1.400 Lumba-Lumba Dibantai di Kepulauan Faroe Dalam Sehari
GOOGLE NEWS
BERITABALI.COM, DUNIA.
Perburuan lumba-lumba di Kepulauan Faroe menjadi sorotan dunia setelah lebih dari 1.400 mamalia itu dibunuh dalam satu hari, yang diyakini memecahkan rekor tangkapan sepanjang massa.
Kumpulan lumba-lumba bersisi putih (white-sided dolphin - leucopleurus acutus) didorong dari tengah laut ke daerah sempit di pinggir laut (di antara tebing atau bukit terjal) wilayah Atlantik Utara pada hari Minggu.
Perahu menggiring mereka ke perairan dangkal di pantai Skalabotnur di Eysturoy, di mana kemudian dibantai dengan pisau secara massal. Lalu, tubuh lumba-lumba ditarik ke darat dan dibagikan kepada penduduk setempat untuk dikonsumsi.

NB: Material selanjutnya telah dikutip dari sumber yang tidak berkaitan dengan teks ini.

pub mod protocol;

pub use protocol::{FrameBuffer, FrameHeader, FrameSections, ProtocolLayout};
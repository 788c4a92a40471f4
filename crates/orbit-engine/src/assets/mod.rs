pub mod manifest;
pub mod textures;
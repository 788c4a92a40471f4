use orbit_engine::Rng;

/// Planet names used by the built-in rooms.
pub const NAMES: [&str; 10] = [
    "Volara", "Nyxus", "Aurelia", "Thal-3", "Kairon", "Xerith", "Cindrix", "Abyssium", "Vespera", "Solyn",
];

const PREFIXES: [&str; 13] = ["Vy", "Xe", "Ka", "Or", "Ny", "Au", "Ze", "Vo", "Sy", "Ty", "Qui", "Ara", "Lo"];
const SUFFIXES: [&str; 13] = [
    "ris", "thos", "lune", "dris", "ron", "vera", "drax", "lyx", "phos", "thia", "nox", "lyra", "dune",
];

/// A random two-syllable planet name, e.g. "Kalune".
pub fn make_planet_name(rng: &mut Rng) -> String {
    let head = rng.pick(&PREFIXES).copied().unwrap_or("Or");
    let tail = rng.pick(&SUFFIXES).copied().unwrap_or("ris");
    format!("{}{}", head, tail)
}
//! Lambda function URL event format (payload version 2.0).

use crate::core::bridge::internal_error_response;
use crate::core::worker::{fetch, Env};
use crate::utils::error::{EdgeError, Result};
use base64::engine::general_purpose::STANDARD;
use base64::Engine;
use bytes::Bytes;
use http::{header, Request, Response};
use serde::{Deserialize, Serialize};
use std::collections::HashMap;

#[derive(Debug, Clone, Deserialize)]
#[serde(rename_all = "camelCase")]
pub struct FunctionUrlRequest {
    #[serde(default)]
    pub raw_path: String,
    #[serde(default)]
    pub raw_query_string: String,
    #[serde(default)]
    pub headers: HashMap<String, String>,
    /// 請求的 cookie 不在 `headers` 裡，而是另外放在這個陣列
    #[serde(default)]
    pub cookies: Vec<String>,
    pub body: Option<String>,
    #[serde(default)]
    pub is_base64_encoded: bool,
    pub request_context: RequestContext,
}

#[derive(Debug, Clone, Deserialize)]
pub struct RequestContext {
    pub http: HttpContext,
}

#[derive(Debug, Clone, Deserialize)]
pub struct HttpContext {
    pub method: String,
}

#[derive(Debug, Clone, Serialize)]
#[serde(rename_all = "camelCase")]
pub struct FunctionUrlResponse {
    pub status_code: u16,
    pub headers: HashMap<String, String>,
    #[serde(skip_serializing_if = "Vec::is_empty")]
    pub cookies: Vec<String>,
    pub body: String,
    pub is_base64_encoded: bool,
}

impl FunctionUrlRequest {
    pub fn into_http(self) -> Result<Request<Bytes>> {
        let body = match self.body {
            Some(body) if self.is_base64_encoded => Bytes::from(
                STANDARD
                    .decode(body)
                    .map_err(|e| EdgeError::decode(format!("invalid base64 body: {}", e)))?,
            ),
            Some(body) => Bytes::from(body),
            None => Bytes::new(),
        };

        let path = if self.raw_path.is_empty() {
            "/"
        } else {
            self.raw_path.as_str()
        };
        let uri = if self.raw_query_string.is_empty() {
            path.to_string()
        } else {
            format!("{}?{}", path, self.raw_query_string)
        };

        let mut builder = Request::builder()
            .method(self.request_context.http.method.as_str())
            .uri(uri);
        for (name, value) in &self.headers {
            builder = builder.header(name.as_str(), value.as_str());
        }
        if !self.cookies.is_empty() {
            builder = builder.header(header::COOKIE, self.cookies.join("; "));
        }

        Ok(builder.body(body)?)
    }
}

impl From<Response<Bytes>> for FunctionUrlResponse {
    fn from(response: Response<Bytes>) -> Self {
        let (parts, body) = response.into_parts();

        let mut headers: HashMap<String, String> = HashMap::new();
        let mut cookies = Vec::new();
        for (name, value) in &parts.headers {
            let Ok(value) = value.to_str() else {
                continue;
            };
            // Set-Cookie 不能用逗號合併，必須走 cookies 陣列
            if *name == header::SET_COOKIE {
                cookies.push(value.to_string());
                continue;
            }
            headers
                .entry(name.as_str().to_string())
                .and_modify(|existing| {
                    existing.push_str(", ");
                    existing.push_str(value);
                })
                .or_insert_with(|| value.to_string());
        }

        // 非 UTF-8 的 body 以 base64 傳回
        let (body, is_base64_encoded) = match String::from_utf8(body.to_vec()) {
            Ok(text) => (text, false),
            Err(_) => (STANDARD.encode(&body), true),
        };

        Self {
            status_code: parts.status.as_u16(),
            headers,
            cookies,
            body,
            is_base64_encoded,
        }
    }
}

/// Converts the event, runs it through [`fetch`] and converts back. Event
/// conversion failures get the same 500 shape as everything else.
pub async fn handle_event(event: FunctionUrlRequest, env: &Env) -> FunctionUrlResponse {
    let response = match event.into_http() {
        Ok(request) => fetch(request, env).await,
        Err(e) => {
            tracing::error!("❌ Invalid function URL event: {}", e);
            internal_error_response(&e.to_string())
        }
    };
    FunctionUrlResponse::from(response)
}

Dalam rekaman perburuan, lumba-lumba terlihat meronta-ronta di perairan dangkal yang memerah karena darah saat ratusan orang menonton dari pantai. Dikenal sebagai grind (atau Grindadrap dalam bahasa Faroe), perburuan mamalia laut - terutama paus - adalah tradisi yang telah dipraktikkan selama ratusan tahun di Kepulauan Faroe yang terpencil.
Pemerintah Faroe mengatakan rata-rata sekitar 600 paus pilot ditangkap setiap tahun. Sementara, lumba-lumba sisi putih ditangkap dalam jumlah yang lebih rendah, seperti 35 pada tahun 2020 dan 10 pada tahun 2019.
Kelompok pendukung mengatakan, perburuan paus adalah cara berkelanjutan untuk mengumpulkan makanan dari alam dan bagian penting dari identitas budaya Faroe. Di sisi lain, aktivis hak-hak hewan telah lama tidak setuju, menganggap pembantaian itu kejam dan tidak perlu.
Perburuan hari Minggu lalu itu tidak berbeda, karena kelompok konservasi internasional mengepung para pemburu untuk mengutuk pembantaian itu. Namun skala pembunuhan di pantai Skalabotnur mengejutkan banyak penduduk setempat bahkan menuai kritik dari kelompok-kelompok yang terlibat dalam praktik tersebut.
Bjarni Mikkelsen, seorang ahli biologi kelautan dari Kepulauan Faroe, mengatakan jumlah lumba-lumba yang dibunuh Minggu lalu adalah rekor terbesar dalam satu hari di Kepulauan Faroe, wilayah otonomi Denmark.
Dia mengatakan rekor sebelumnya adalah 1.200 pada tahun 1940. Tangkapan terbesar berikutnya adalah 900 pada tahun 1879, lalu 856 lumba-lumba pada tahun 1873, dan 854 ekor pada tahun 1938, kata Mikkelsen.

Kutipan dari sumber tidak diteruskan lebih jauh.